Die Stadt Rom ist eigentlich seit Jahren pleite. Sie trägt einen Schuldenberg von mehr als 10 Milliarden Euro vor sich her und überlebt nur, weil die nationale Regierung für die Schulden geradesteht. Die Bürger Roms dürfen den Altschuldenberg über die nächsten 20 Jahre abzahlen, die Lokalsteuern sind die höchsten Italiens. Rom selbst ist wohl die schmutzigste Stadt Europas mit der nur von Neapel übertroffenen schlechtesten Zahlungsmoral seiner Bürger.
Allein der öffentliche Nahverkehr macht jährlich 300 Millionen Euro Miese, weil drei von vier Bürgern sich regelmäßig weigern, Fahrtkarten zu kaufen. Bei nur 80 Kontrolleuren pro Tag im Dienst ist die Wahrscheinlichkeit, erwischt zu werden, so gering, dass es allein Kants Kategorischem Imperativ überlassen bleibt, ob einer zahlt oder nicht.
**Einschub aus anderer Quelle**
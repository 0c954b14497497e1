//! Scoped database access.
//!
//! These helpers acquire a resource, run the caller's operation, and release
//! the resource on every exit path:
//!
//! - [`with_connection`] lends one pooled connection for the duration of `f`.
//! - [`transactional`] wraps `f` in a transaction that commits on `Ok` and
//!   rolls back on `Err`.
//! - [`execute_query`] runs one parameterized read and returns all its rows.
//!
//! ```rust,no_run
//! use rowweave::scoped::with_connection;
//! use rowweave::StreamError;
//!
//! # async fn example(pool: sqlx::SqlitePool) -> Result<(), StreamError> {
//! let total: i64 = with_connection(&pool, |conn| {
//!   Box::pin(async move {
//!     sqlx::query_scalar::<_, i64>("SELECT COUNT(*) FROM user_data")
//!       .fetch_one(conn)
//!       .await
//!       .map_err(|e| StreamError::query("user_data", e))
//!   })
//! })
//! .await?;
//! # Ok(())
//! # }
//! ```

use crate::error::{Result, StreamError};
use crate::row::UserRow;
use futures::future::BoxFuture;
use sqlx::sqlite::{SqliteArguments, SqliteConnection, SqlitePool};
use sqlx::Sqlite;
use tracing::{debug, error, info, warn};

const COMPONENT: &str = "sqlite";

/// Runs `f` with a connection borrowed from `pool`.
///
/// The connection goes back to the pool when `f` finishes, whether it
/// succeeded or not.
pub async fn with_connection<T, F>(pool: &SqlitePool, f: F) -> Result<T>
where
  F: for<'c> FnOnce(&'c mut SqliteConnection) -> BoxFuture<'c, Result<T>>,
{
  let mut conn = pool
    .acquire()
    .await
    .map_err(|e| StreamError::connect(COMPONENT, e))?;
  f(&mut *conn).await
}

/// Runs `f` inside a transaction.
///
/// Commits when `f` returns `Ok`. Rolls back and returns the error when it
/// returns `Err`.
pub async fn transactional<T, F>(pool: &SqlitePool, f: F) -> Result<T>
where
  F: for<'c> FnOnce(&'c mut SqliteConnection) -> BoxFuture<'c, Result<T>>,
{
  let mut tx = pool
    .begin()
    .await
    .map_err(|e| StreamError::connect(COMPONENT, e))?;

  let outcome = f(&mut *tx).await;
  match outcome {
    Ok(value) => {
      tx.commit()
        .await
        .map_err(|e| StreamError::query(COMPONENT, e))?;
      info!("transaction committed");
      Ok(value)
    }
    Err(e) => {
      warn!(error = %e, "rolling back transaction");
      if let Err(rollback) = tx.rollback().await {
        error!(error = %rollback, "rollback failed");
      }
      Err(e)
    }
  }
}

/// Runs `sql` with `params` bound in order and returns every row.
///
/// Parameters are JSON values: numbers bind as `INTEGER` or `REAL`, booleans
/// as `0`/`1`, strings as `TEXT`, null as `NULL`, and arrays or objects as
/// their JSON text.
pub async fn execute_query(
  pool: &SqlitePool,
  sql: &str,
  params: &[serde_json::Value],
) -> Result<Vec<UserRow>> {
  let mut query = sqlx::query_as::<_, UserRow>(sql);
  for param in params {
    query = bind_json(query, param)?;
  }
  debug!(sql = %sql, params = params.len(), "executing query");
  query
    .fetch_all(pool)
    .await
    .map_err(|e| StreamError::query(COMPONENT, e))
}

type RowQuery<'q> = sqlx::query::QueryAs<'q, Sqlite, UserRow, SqliteArguments<'q>>;

fn bind_json<'q>(query: RowQuery<'q>, param: &serde_json::Value) -> Result<RowQuery<'q>> {
  let bound = match param {
    serde_json::Value::Null => query.bind(None::<String>),
    serde_json::Value::Bool(b) => query.bind(i64::from(*b)),
    serde_json::Value::Number(n) => {
      if let Some(i) = n.as_i64() {
        query.bind(i)
      } else if let Some(f) = n.as_f64() {
        query.bind(f)
      } else {
        return Err(StreamError::Config(format!(
          "unsupported numeric parameter {n}"
        )));
      }
    }
    serde_json::Value::String(s) => query.bind(s.clone()),
    serde_json::Value::Array(_) | serde_json::Value::Object(_) => query.bind(param.to_string()),
  };
  Ok(bound)
}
Ansonsten allerdings ist die Stadtverwaltung maßlos aufgebläht: Für 2,8 Millionen Einwohner hält sich die Stadt doppelt so viele Mitarbeiter bei der Müllabfuhr wie das deutlich größere Berlin. Wohin man auch blickt: Misswirtschaft und Korruption.
Ein ideales Terrain für die Protestbewegung des Komikers Beppe Grillo, und deren Kandidatin Virginia Raggi. Die Römer wollten sie, weil sie die einzige glaubwürdige Alternative war: Die Rechte in Rom war ebenso unwählbar wie die Renzi-Partei. Deren ehemaliger Bürgermeister ist so tief in einen Skandal verwickelt ist, der hier bezeichnenderweise "Hauptstadt-Mafia" heißt.
Rom zu verlieren - damit hatte der agile Regierungschef Matteo Renzi gerechnet, aber nicht mit dem Verlust Turins, der Arbeiterstadt und dem "roten" Herzen der Partei, deren Wurzel ja die die Kommunistische Partei Italiens (KPI) KPI ist. Das trifft hart, genauso wie die Tatsache, dass 15 andere Städte alle an die "Fünf-Sterne-Bewegung" (Movimento 5 Stelle) gegangen sind. Turin ist nicht schlecht regiert worden, aber der erneut kandidierende Altbürgermeister Piero Fassino war eben zu lange schon dabei: Sein zerknittertes Gesicht stand für eine alte Politikerklasse, die nun "verschrottet" wird - im Tausch gegen die junge Unternehmerin, Chiara Appendino, die auch für die "Fünf-Sterne Bewegung" antritt.
Uneingelöste Versprechen und Skandale
Für Renzi ist das eine bittere Ironie. Er selber trat vor zwei Jahren gegen seine alten Parteichefs und auch gegen Berlusconis alte Garde an mit dem Slogan: "Wir verschrotten die Alten". Nun wird er selber schon verschrottet, obwohl er noch gar nicht so viel älter ist: Er hat sich zu viele Wahlversprechen geleistet, die er nicht eingelöst hat, und seine Partei wird von Korruptionsskandalen erschüttert. Die Wählertreue hat sich erschöpft.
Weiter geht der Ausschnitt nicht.